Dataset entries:

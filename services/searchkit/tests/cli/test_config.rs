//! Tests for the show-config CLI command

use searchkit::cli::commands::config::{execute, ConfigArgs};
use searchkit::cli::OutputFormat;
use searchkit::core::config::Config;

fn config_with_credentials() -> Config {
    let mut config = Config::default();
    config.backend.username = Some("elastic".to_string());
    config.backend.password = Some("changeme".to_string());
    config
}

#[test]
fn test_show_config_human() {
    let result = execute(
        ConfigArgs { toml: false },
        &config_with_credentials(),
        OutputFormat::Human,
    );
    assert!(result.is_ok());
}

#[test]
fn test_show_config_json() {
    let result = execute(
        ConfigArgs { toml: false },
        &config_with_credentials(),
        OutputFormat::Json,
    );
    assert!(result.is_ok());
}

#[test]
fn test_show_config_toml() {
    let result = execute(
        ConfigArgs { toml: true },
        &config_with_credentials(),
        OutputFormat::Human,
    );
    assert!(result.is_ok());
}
--
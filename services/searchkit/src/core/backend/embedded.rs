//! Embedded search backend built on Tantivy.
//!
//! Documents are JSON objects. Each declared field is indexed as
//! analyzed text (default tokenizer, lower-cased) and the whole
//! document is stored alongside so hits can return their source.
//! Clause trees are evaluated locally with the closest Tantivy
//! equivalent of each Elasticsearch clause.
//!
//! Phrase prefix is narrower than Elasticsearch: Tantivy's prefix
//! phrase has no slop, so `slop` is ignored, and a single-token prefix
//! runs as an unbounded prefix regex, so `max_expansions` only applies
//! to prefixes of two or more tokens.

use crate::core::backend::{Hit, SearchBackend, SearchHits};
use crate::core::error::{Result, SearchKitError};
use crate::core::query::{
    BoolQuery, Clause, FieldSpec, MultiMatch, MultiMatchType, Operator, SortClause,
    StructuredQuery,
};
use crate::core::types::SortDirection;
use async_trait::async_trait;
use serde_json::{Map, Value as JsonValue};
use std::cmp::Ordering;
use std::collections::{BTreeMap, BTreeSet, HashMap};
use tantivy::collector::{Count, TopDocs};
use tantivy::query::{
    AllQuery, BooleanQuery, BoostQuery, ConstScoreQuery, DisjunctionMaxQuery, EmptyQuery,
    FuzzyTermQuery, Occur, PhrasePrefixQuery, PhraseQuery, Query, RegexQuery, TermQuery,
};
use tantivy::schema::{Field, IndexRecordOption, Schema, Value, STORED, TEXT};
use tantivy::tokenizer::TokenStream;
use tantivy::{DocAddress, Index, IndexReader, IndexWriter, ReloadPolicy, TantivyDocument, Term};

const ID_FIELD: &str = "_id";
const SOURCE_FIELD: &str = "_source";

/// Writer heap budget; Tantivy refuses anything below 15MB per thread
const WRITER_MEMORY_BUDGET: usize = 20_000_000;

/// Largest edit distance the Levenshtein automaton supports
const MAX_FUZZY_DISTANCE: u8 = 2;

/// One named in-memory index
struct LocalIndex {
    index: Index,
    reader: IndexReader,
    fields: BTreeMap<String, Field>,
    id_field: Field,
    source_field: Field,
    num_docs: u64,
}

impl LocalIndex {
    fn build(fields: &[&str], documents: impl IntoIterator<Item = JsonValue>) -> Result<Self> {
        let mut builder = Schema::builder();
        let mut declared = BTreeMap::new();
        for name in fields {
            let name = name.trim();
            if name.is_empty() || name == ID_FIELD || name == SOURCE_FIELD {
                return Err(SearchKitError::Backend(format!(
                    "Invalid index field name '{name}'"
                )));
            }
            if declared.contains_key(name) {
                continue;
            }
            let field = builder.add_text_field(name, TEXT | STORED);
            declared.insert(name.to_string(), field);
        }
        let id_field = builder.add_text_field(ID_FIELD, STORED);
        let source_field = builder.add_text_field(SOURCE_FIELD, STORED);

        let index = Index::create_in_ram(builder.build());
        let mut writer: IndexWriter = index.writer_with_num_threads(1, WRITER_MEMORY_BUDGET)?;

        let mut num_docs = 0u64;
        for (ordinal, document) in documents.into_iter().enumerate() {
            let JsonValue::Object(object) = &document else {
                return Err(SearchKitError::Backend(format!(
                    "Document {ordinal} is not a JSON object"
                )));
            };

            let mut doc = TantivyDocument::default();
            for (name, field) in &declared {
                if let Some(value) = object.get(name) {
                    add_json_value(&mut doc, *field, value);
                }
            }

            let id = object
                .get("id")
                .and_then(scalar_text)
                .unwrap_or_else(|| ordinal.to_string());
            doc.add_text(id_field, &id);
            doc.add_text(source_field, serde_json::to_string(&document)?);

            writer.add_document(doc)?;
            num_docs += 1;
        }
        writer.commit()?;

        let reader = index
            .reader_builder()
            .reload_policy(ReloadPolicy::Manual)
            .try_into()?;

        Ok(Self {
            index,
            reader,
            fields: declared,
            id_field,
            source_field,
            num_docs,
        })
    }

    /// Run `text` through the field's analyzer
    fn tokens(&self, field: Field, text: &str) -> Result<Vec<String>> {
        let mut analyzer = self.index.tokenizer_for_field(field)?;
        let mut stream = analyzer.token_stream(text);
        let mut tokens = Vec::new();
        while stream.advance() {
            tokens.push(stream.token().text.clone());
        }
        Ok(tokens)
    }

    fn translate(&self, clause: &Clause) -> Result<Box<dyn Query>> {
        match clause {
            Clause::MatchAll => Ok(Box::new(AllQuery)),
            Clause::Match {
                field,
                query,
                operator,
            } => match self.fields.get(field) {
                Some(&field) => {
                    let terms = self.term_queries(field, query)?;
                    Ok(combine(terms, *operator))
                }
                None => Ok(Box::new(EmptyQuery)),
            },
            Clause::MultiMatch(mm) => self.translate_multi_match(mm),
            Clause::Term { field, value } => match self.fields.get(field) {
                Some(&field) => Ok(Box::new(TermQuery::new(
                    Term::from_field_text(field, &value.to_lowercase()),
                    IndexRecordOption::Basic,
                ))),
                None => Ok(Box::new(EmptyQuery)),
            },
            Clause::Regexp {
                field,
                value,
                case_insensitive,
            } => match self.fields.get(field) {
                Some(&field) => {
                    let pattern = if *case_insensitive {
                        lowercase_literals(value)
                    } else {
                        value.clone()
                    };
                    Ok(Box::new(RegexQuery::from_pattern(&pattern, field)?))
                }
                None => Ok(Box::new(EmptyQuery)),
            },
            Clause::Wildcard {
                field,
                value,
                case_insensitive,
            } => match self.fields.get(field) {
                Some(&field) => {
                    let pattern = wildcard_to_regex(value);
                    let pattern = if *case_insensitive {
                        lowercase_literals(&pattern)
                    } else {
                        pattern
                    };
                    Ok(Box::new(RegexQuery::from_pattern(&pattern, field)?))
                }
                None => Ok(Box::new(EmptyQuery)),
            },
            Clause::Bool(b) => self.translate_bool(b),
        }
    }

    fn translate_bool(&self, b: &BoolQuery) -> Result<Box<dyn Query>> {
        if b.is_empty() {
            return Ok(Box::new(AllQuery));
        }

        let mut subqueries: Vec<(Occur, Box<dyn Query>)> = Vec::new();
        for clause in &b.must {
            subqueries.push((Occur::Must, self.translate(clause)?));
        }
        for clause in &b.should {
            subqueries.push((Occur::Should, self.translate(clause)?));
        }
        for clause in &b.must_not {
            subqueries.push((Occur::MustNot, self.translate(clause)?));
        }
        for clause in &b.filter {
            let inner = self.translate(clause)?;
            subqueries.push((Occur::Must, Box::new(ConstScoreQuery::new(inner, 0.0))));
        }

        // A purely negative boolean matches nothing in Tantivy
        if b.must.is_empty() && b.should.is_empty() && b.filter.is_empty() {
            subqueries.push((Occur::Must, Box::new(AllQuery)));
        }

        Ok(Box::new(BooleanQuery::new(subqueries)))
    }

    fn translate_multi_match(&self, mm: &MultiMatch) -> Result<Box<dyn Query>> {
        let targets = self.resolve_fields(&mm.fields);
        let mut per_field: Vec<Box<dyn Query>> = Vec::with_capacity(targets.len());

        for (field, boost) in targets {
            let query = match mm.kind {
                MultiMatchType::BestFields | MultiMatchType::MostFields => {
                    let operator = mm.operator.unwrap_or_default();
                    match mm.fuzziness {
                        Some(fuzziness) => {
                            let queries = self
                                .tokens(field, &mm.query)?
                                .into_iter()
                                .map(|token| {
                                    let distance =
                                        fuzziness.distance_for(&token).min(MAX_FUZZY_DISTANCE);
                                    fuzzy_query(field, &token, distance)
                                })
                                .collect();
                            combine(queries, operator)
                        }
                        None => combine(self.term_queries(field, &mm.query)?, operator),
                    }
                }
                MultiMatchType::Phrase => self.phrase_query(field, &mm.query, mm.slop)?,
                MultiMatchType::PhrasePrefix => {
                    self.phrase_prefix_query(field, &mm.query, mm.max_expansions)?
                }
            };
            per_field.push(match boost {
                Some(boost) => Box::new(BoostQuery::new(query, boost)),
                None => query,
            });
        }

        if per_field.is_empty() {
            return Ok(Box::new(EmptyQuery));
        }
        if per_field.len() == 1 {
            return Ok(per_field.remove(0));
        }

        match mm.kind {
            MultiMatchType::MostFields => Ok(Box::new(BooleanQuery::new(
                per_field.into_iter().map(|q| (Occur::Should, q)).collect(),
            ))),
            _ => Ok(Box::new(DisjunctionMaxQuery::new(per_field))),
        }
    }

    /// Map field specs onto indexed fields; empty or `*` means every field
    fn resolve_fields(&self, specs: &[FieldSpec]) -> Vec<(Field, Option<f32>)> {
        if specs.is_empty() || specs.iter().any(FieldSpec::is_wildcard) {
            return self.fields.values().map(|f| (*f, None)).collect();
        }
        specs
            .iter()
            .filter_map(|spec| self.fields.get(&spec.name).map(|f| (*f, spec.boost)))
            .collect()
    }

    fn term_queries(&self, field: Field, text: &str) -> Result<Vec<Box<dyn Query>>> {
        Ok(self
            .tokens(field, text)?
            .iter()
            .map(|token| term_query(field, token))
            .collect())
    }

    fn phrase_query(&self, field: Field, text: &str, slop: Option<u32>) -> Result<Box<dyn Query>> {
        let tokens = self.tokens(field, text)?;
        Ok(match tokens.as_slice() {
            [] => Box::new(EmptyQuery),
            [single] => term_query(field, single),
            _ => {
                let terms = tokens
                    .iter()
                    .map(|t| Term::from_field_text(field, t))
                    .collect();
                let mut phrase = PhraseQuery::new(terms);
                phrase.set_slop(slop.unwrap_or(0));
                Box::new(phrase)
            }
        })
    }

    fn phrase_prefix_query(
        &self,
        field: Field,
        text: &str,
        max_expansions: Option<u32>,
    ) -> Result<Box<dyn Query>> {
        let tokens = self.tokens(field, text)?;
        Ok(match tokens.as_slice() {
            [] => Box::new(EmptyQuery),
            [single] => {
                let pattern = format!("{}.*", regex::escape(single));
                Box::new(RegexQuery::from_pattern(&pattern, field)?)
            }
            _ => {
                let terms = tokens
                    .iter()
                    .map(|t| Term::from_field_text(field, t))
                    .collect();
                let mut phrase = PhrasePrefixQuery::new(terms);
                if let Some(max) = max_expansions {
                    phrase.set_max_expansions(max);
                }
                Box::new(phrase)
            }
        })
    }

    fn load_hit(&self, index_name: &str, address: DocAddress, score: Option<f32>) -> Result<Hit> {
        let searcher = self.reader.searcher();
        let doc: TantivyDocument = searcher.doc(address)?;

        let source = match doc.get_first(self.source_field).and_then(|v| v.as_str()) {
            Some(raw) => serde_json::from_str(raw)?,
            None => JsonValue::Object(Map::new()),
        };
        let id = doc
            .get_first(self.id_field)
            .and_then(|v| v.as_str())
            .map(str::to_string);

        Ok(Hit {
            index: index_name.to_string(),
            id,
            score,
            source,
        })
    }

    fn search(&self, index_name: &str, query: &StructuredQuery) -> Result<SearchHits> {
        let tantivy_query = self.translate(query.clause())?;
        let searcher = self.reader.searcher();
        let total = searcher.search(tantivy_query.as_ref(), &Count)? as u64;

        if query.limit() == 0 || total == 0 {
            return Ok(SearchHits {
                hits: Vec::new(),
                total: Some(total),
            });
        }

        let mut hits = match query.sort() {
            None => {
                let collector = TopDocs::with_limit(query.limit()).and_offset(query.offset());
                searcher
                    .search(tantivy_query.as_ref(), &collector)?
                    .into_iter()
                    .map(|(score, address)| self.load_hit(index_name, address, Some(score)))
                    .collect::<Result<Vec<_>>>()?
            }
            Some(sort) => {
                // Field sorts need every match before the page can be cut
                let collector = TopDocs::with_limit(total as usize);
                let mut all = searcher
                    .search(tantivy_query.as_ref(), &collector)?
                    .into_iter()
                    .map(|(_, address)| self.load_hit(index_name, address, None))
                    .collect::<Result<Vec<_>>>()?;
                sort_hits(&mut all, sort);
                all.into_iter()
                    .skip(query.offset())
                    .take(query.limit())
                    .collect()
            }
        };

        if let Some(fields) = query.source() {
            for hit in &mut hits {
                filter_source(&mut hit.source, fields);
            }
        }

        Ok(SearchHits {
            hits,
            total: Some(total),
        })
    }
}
* * *
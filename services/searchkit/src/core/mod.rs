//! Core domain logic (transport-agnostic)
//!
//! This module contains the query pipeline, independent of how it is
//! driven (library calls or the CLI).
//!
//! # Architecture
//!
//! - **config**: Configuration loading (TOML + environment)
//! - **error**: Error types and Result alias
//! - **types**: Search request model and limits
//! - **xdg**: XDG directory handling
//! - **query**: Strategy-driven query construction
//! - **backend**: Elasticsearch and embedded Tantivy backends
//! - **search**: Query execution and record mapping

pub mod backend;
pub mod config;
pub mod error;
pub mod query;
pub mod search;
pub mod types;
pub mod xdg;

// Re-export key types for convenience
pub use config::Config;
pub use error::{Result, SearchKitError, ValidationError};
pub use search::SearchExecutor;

Your instructions: Working from the records above, write out verbatim only the lines from the line containing "DocAddress, score: Option<f32>)" through the line containing "fn search(&self, index_name: &str, query: &StructuredQuery)".

Response below:
    fn load_hit(&self, index_name: &str, address: DocAddress, score: Option<f32>) -> Result<Hit> {
        let searcher = self.reader.searcher();
        let doc: TantivyDocument = searcher.doc(address)?;

        let source = match doc.get_first(self.source_field).and_then(|v| v.as_str()) {
            Some(raw) => serde_json::from_str(raw)?,
            None => JsonValue::Object(Map::new()),
        };
        let id = doc
            .get_first(self.id_field)
            .and_then(|v| v.as_str())
            .map(str::to_string);

        Ok(Hit {
            index: index_name.to_string(),
            id,
            score,
            source,
        })
    }

    fn search(&self, index_name: &str, query: &StructuredQuery) -> Result<SearchHits> {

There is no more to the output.